__Given data__:
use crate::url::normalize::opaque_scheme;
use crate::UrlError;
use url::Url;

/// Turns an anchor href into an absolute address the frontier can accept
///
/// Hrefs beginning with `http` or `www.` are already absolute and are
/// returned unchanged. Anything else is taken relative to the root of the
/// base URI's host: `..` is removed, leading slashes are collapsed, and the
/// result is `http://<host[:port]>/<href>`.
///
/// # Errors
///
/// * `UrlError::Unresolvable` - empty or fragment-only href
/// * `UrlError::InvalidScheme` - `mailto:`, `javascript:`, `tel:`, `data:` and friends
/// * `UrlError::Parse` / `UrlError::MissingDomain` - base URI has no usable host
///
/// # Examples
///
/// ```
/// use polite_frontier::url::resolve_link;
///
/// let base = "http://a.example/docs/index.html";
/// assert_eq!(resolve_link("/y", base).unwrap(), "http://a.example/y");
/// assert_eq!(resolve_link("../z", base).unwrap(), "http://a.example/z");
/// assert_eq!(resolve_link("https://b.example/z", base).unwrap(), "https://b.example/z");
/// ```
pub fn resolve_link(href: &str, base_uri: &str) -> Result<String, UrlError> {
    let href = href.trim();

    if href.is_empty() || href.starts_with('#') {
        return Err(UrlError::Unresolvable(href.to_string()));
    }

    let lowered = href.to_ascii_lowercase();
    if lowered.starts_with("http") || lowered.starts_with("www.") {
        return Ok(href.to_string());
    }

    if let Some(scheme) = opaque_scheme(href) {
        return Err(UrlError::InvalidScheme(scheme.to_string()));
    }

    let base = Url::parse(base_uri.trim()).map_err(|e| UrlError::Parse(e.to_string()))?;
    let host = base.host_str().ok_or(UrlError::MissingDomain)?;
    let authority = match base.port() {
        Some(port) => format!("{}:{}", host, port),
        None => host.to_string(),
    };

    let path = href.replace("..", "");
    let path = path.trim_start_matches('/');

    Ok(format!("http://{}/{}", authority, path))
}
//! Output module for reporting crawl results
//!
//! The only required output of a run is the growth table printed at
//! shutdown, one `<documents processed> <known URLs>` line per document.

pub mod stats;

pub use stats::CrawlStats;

__Task item__: Where a line of the data above includes the string "only", pull it out.

__Your response__:
/// * `UrlError::Unresolvable` - empty or fragment-only href
//! The only required output of a run is the growth table printed at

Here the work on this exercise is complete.